Everything seemed to work as specified with the following exceptions:
1. I installed the latest (4.1.9) version of MySQL. This hasn’t caused any problems.
2. I couldn’t find the version of MySQL 3.23.58-9 that they mentioned when created the
new MySQL-shared-compat rpm. Instead, I simply copied
the latest version from my yum cache, which was mysql-3.23.58-14.rpm, and modified the “define release3” line so that it was 14 instead of 9. Then the rpmbuild command worked fine. Still haven’t
tested it with php, etc… but I’ll get to that. Here’s the diff of my MySQL-shared-compat.spec file:
33c33
- %define release3 9
+ %define release3 14
Posted on January 25th, 2005 in , by jud || No Comment
Sometimes I need to use the linux sudo command to run another command as another user, but also write the output of that command as another user. I always forget the proper syntax for this sort of thing, since simple quoting and escaping don’t work. Ryan pointed out a straightforward way to accomplish it.

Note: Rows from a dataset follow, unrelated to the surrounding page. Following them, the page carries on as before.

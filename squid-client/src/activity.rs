//! Request activity tracking
//!
//! Every request sent through [`crate::ApiClient`] registers a task here
//! for its duration, which lets a host show a global busy indicator along
//! with the last error and status message.
//!
//! The state is published on a `watch` channel. Task bookkeeping happens
//! under a short synchronous lock, so the published running count always
//! matches the set of live tasks.

use std::sync::Arc;
use std::sync::atomic::{AtomicU64, Ordering};

use parking_lot::Mutex;
use squid_model::{ApiError, JobStatus};
use tokio::sync::watch;

/// Identity of one tracked task.
#[derive(Debug, Clone, Copy, PartialEq, Eq, Hash)]
pub struct TaskId(u64);

/// Snapshot published to subscribers.
#[derive(Debug, Clone, Default, PartialEq)]
pub struct ActivityState {
    pub running_count: usize,
    /// `None` until the first task starts.
    pub status: Option<JobStatus>,
    pub last_error: Option<ApiError>,
    pub message: Option<String>,
}

impl ActivityState {
    pub fn is_running(&self) -> bool {
        self.status == Some(JobStatus::Running)
    }
}

#[derive(Debug)]
struct Inner {
    tasks: Mutex<Vec<TaskId>>,
    next_id: AtomicU64,
    sender: watch::Sender<ActivityState>,
}

/// Shared tracker; clones observe the same state.
#[derive(Debug, Clone)]
pub struct ActivityTracker {
    inner: Arc<Inner>,
}

impl Default for ActivityTracker {
    fn default() -> Self {
        Self::new()
    }
}

impl ActivityTracker {
    pub fn new() -> Self {
        let (sender, _) = watch::channel(ActivityState::default());
        Self {
            inner: Arc::new(Inner {
                tasks: Mutex::new(Vec::new()),
                next_id: AtomicU64::new(1),
                sender,
            }),
        }
    }

    /// Registers a new task. The first running task switches the status to
    /// RUNNING.
    pub fn track_start(&self) -> TaskId {
        let id = TaskId(self.inner.next_id.fetch_add(1, Ordering::Relaxed));
        let mut tasks = self.inner.tasks.lock();
        tasks.push(id);
        let running = tasks.len();
        self.inner.sender.send_modify(|state| {
            state.running_count = running;
            state.status = Some(JobStatus::Running);
        });
        log::trace!("[Activity] running tasks count: {}", running);
        id
    }

    /// Unregisters `task`. Unknown ids are ignored. When no task is left the
    /// status becomes DONE.
    pub fn track_end(&self, task: TaskId) {
        let mut tasks = self.inner.tasks.lock();
        if let Some(pos) = tasks.iter().position(|id| *id == task) {
            tasks.remove(pos);
        }
        let running = tasks.len();
        self.inner.sender.send_modify(|state| {
            state.running_count = running;
            if running == 0 {
                state.status = Some(JobStatus::Done);
            }
        });
        log::trace!("[Activity] running tasks count: {}", running);
    }

    /// Starts a task that ends when the returned guard is dropped.
    pub fn begin(&self) -> TaskGuard {
        TaskGuard {
            tracker: self.clone(),
            id: self.track_start(),
        }
    }

    pub fn record_error(&self, error: ApiError) {
        self.inner
            .sender
            .send_modify(|state| state.last_error = Some(error));
    }

    pub fn clear_error(&self) {
        self.inner.sender.send_modify(|state| state.last_error = None);
    }

    pub fn last_error(&self) -> Option<ApiError> {
        self.inner.sender.borrow().last_error.clone()
    }

    pub fn set_message(&self, message: impl Into<String>) {
        let message = message.into();
        self.inner
            .sender
            .send_modify(|state| state.message = Some(message));
    }

    pub fn message(&self) -> Option<String> {
        self.inner.sender.borrow().message.clone()
    }

    pub fn running_count(&self) -> usize {
        self.inner.sender.borrow().running_count
    }

    pub fn status(&self) -> Option<JobStatus> {
        self.inner.sender.borrow().status
    }

    pub fn state(&self) -> ActivityState {
        self.inner.sender.borrow().clone()
    }

    pub fn subscribe(&self) -> watch::Receiver<ActivityState> {
        self.inner.sender.subscribe()
    }
}

/// Ends its task on drop, including on early return, panic unwinding and
/// cancellation of the owning future.
#[derive(Debug)]
#[must_use = "the task ends as soon as the guard is dropped"]
pub struct TaskGuard {
    tracker: ActivityTracker,
    id: TaskId,
}

impl TaskGuard {
    pub fn id(&self) -> TaskId {
        self.id
    }
}

impl Drop for TaskGuard {
    fn drop(&mut self) {
        self.tracker.track_end(self.id);
    }
}
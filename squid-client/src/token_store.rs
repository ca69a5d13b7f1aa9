//! Persistent access token storage
//!
//! Tokens are kept cookie-style: a string value under a key, with an
//! expiration after which reads no longer return it. The session writes the
//! same token under a customer scoped key and a global key, see
//! [`token_key`].

use std::collections::HashMap;
use std::path::{Path, PathBuf};

use chrono::{DateTime, Duration, Utc};
use directories::ProjectDirs;
use parking_lot::Mutex;
use serde::{Deserialize, Serialize};
use squid_model::CustomerId;

use crate::errors::StorageError;

/// Global token key, also the prefix of customer scoped keys.
pub const TOKEN_KEY: &str = "sq-token";
pub(crate) const TOKEN_FILE: &str = "tokens.json";

/// `sq-token_<customerId>`, or `sq-token` without a customer.
pub fn token_key(customer_id: Option<&CustomerId>) -> String {
    match customer_id {
        Some(customer_id) => format!("{TOKEN_KEY}_{customer_id}"),
        None => TOKEN_KEY.to_string(),
    }
}

#[cfg_attr(test, mockall::automock)]
pub trait TokenStore: Send + Sync {
    /// Stores `value` under `key` until `expires_in` from now.
    fn write(&self, key: &str, value: &str, expires_in: Duration) -> Result<(), StorageError>;

    /// Unexpired value under `key`.
    fn read(&self, key: &str) -> Result<Option<String>, StorageError>;

    fn remove(&self, key: &str) -> Result<(), StorageError>;
}

#[derive(Debug, Clone, PartialEq, Serialize, Deserialize)]
struct StoredToken {
    value: String,
    expires_at: DateTime<Utc>,
}

impl StoredToken {
    fn new(value: &str, expires_in: Duration) -> Self {
        Self {
            value: value.to_string(),
            expires_at: Utc::now() + expires_in,
        }
    }

    fn is_live(&self, now: DateTime<Utc>) -> bool {
        self.expires_at > now
    }
}

/// In-process store; tokens do not outlive the process.
#[derive(Debug, Default)]
pub struct MemoryTokenStore {
    entries: Mutex<HashMap<String, StoredToken>>,
}

impl MemoryTokenStore {
    pub fn new() -> Self {
        Self::default()
    }
}

impl TokenStore for MemoryTokenStore {
    fn write(&self, key: &str, value: &str, expires_in: Duration) -> Result<(), StorageError> {
        self.entries
            .lock()
            .insert(key.to_string(), StoredToken::new(value, expires_in));
        Ok(())
    }

    fn read(&self, key: &str) -> Result<Option<String>, StorageError> {
        let mut entries = self.entries.lock();
        let now = Utc::now();
        match entries.get(key) {
            Some(token) if token.is_live(now) => Ok(Some(token.value.clone())),
            Some(_) => {
                entries.remove(key);
                Ok(None)
            }
            None => Ok(None),
        }
    }

    fn remove(&self, key: &str) -> Result<(), StorageError> {
        self.entries.lock().remove(key);
        Ok(())
    }
}

/// JSON file store in the platform data directory.
///
/// The whole file is rewritten on every change. Expired entries are dropped
/// whenever the file is written.
#[derive(Debug)]
pub struct FileTokenStore {
    path: PathBuf,
    lock: Mutex<()>,
}

impl FileTokenStore {
    /// Store under the user's data directory for this client.
    pub fn new() -> Result<Self, StorageError> {
        let dirs = ProjectDirs::from("com", "squidsolutions", "squid-client").ok_or_else(|| {
            StorageError::InitFailed("Unable to determine data directory".to_string())
        })?;
        Ok(Self::at(dirs.data_dir().join(TOKEN_FILE)))
    }

    pub fn at(path: impl Into<PathBuf>) -> Self {
        Self {
            path: path.into(),
            lock: Mutex::new(()),
        }
    }

    pub fn path(&self) -> &Path {
        &self.path
    }

    fn load(&self) -> Result<HashMap<String, StoredToken>, StorageError> {
        match std::fs::read_to_string(&self.path) {
            Ok(content) if content.trim().is_empty() => Ok(HashMap::new()),
            Ok(content) => serde_json::from_str(&content).map_err(StorageError::CorruptedData),
            Err(e) if e.kind() == std::io::ErrorKind::NotFound => Ok(HashMap::new()),
            Err(e) => Err(StorageError::ReadFailed(e)),
        }
    }

    fn save(&self, entries: &HashMap<String, StoredToken>) -> Result<(), StorageError> {
        if let Some(parent) = self.path.parent() {
            std::fs::create_dir_all(parent).map_err(StorageError::WriteFailed)?;
        }
        let json = serde_json::to_string_pretty(entries).map_err(StorageError::CorruptedData)?;
        std::fs::write(&self.path, json).map_err(StorageError::WriteFailed)?;

        #[cfg(unix)]
        {
            use std::os::unix::fs::PermissionsExt;
            let perms = std::fs::Permissions::from_mode(0o600);
            std::fs::set_permissions(&self.path, perms).map_err(StorageError::WriteFailed)?;
        }
        Ok(())
    }

    fn modify<F>(&self, change: F) -> Result<(), StorageError>
    where
        F: FnOnce(&mut HashMap<String, StoredToken>),
    {
        let _guard = self.lock.lock();
        let mut entries = self.load()?;
        change(&mut entries);
        let now = Utc::now();
        entries.retain(|_, token| token.is_live(now));
        self.save(&entries)
    }
}

impl TokenStore for FileTokenStore {
    fn write(&self, key: &str, value: &str, expires_in: Duration) -> Result<(), StorageError> {
        log::debug!("[TokenStore] Persisting token under '{}'", key);
        self.modify(|entries| {
            entries.insert(key.to_string(), StoredToken::new(value, expires_in));
        })
    }

    fn read(&self, key: &str) -> Result<Option<String>, StorageError> {
        let _guard = self.lock.lock();
        let now = Utc::now();
        Ok(self
            .load()?
            .remove(key)
            .filter(|token| token.is_live(now))
            .map(|token| token.value))
    }

    fn remove(&self, key: &str) -> Result<(), StorageError> {
        if !self.path.exists() {
            return Ok(());
        }
        self.modify(|entries| {
            entries.remove(key);
        })
    }
}
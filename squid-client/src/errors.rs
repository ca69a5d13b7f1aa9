//! Client error types
//!
//! Failures are grouped by the boundary that produces them: the transport,
//! the session (authentication), the token store and job orchestration.
//! [`ClientError`] wraps them all for callers that do not care which.

use serde_json::Value;
use squid_model::{ApiError, JobId, ModelError};
use thiserror::Error;

/// Failed HTTP exchange, or no exchange at all when `status` is `None`.
#[derive(Debug, Clone, PartialEq, Error)]
#[error("{}", self.describe())]
pub struct TransportError {
    pub status: Option<u16>,
    pub status_text: String,
    /// Parsed response body, when the server sent JSON.
    pub body: Option<Value>,
}

impl TransportError {
    pub fn http(status: u16, status_text: impl Into<String>) -> Self {
        Self {
            status: Some(status),
            status_text: status_text.into(),
            body: None,
        }
    }

    /// Connection, timeout or decoding failure without an HTTP status.
    pub fn network(message: impl Into<String>) -> Self {
        Self {
            status: None,
            status_text: message.into(),
            body: None,
        }
    }

    pub fn with_body(mut self, body: Value) -> Self {
        self.body = Some(body);
        self
    }

    /// 401 and 403 both mean the session is no longer usable.
    pub fn is_auth_failure(&self) -> bool {
        matches!(self.status, Some(401) | Some(403))
    }

    /// The failed response as it is written onto job and activity records.
    pub fn to_api_error(&self) -> ApiError {
        let mut error = self
            .body
            .clone()
            .map(ApiError::from_payload)
            .unwrap_or_default();
        error.status = self.status.or(error.status);
        if error.message.is_none() {
            error.message = Some(self.status_text.clone());
        }
        error
    }

    fn describe(&self) -> String {
        match self.status {
            Some(status) => format!("HTTP {status}: {}", self.status_text),
            None => format!("network error: {}", self.status_text),
        }
    }
}

/// Session and authentication errors
#[derive(Debug, Error)]
pub enum AuthError {
    /// The server answered 401/403; the session has been invalidated
    #[error("Session rejected by server: {0}")]
    Rejected(TransportError),

    #[error("Token metadata unavailable: {0}")]
    TokenInfo(TransportError),

    #[error("Token was issued for client {actual:?}, expected {expected}")]
    ClientMismatch {
        expected: String,
        actual: Option<String>,
    },

    #[error("Login record unavailable: {0}")]
    Login(TransportError),

    #[error("Logout failed: {0}")]
    Logout(TransportError),

    #[error("Not authenticated")]
    NotAuthenticated,

    #[error("Storage error: {0}")]
    Storage(#[from] StorageError),
}

impl AuthError {
    /// Wraps a failed request, promoting 401/403 to [`AuthError::Rejected`].
    pub(crate) fn from_transport(
        err: TransportError,
        wrap: fn(TransportError) -> AuthError,
    ) -> Self {
        if err.is_auth_failure() {
            AuthError::Rejected(err)
        } else {
            wrap(err)
        }
    }
}

/// Token store errors
#[derive(Debug, Error)]
pub enum StorageError {
    #[error("Failed to initialize storage: {0}")]
    InitFailed(String),

    #[error("Failed to read from storage")]
    ReadFailed(#[source] std::io::Error),

    #[error("Failed to write to storage")]
    WriteFailed(#[source] std::io::Error),

    #[error("Corrupted storage data")]
    CorruptedData(#[source] serde_json::Error),
}

/// Job orchestration errors
#[derive(Debug, Error)]
pub enum JobError {
    #[error("Job submission failed: {source}")]
    SubmitFailed { source: TransportError },

    #[error("Results of job {job_id} unavailable: {source}")]
    PollFailed {
        job_id: JobId,
        source: TransportError,
    },

    /// The server finished the job with an application error payload
    #[error("Job failed: {0}")]
    Application(ApiError),

    /// Last failing child of a multi-analysis, in submission order
    #[error("Analysis #{index} failed: {error}")]
    ChildJobFailed { index: usize, error: ApiError },

    #[error("Job polling cancelled")]
    Cancelled,

    #[error("Job model has no project id")]
    MissingProject,

    #[error("Job has no server assigned id")]
    MissingJobId,

    #[error("Malformed job response")]
    MalformedResponse(#[source] serde_json::Error),
}

/// Any failure surfaced by the client
#[derive(Debug, Error)]
pub enum ClientError {
    #[error(transparent)]
    Transport(#[from] TransportError),

    #[error(transparent)]
    Auth(#[from] AuthError),

    #[error(transparent)]
    Job(#[from] JobError),

    #[error(transparent)]
    Storage(#[from] StorageError),

    #[error(transparent)]
    Model(#[from] ModelError),

    #[error("Invalid configuration: {0}")]
    Config(String),
}

pub type AuthResult<T> = Result<T, AuthError>;
pub type JobResult<T> = Result<T, JobError>;
pub type ClientResult<T> = Result<T, ClientError>;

For example, if I wanted to run a command as *apache* when running as user *me*,
(me@home) $ sudo -u apache command
However, trying to redirect the output of the command will cause the output to be written as user *me*, not *apache*, causing
an error when writing to a directory or file not writable by *me*.
(me@home) $ sudo -u apache command > /home/apache/out
bash: /home/apache/out: Permission denied
Ryan’s solution is as follows: use sudo to call an shell with the quoted command as a parameter:
(me@home) $ sudo -u apache /bin/bash -c "command > /home/apache/out"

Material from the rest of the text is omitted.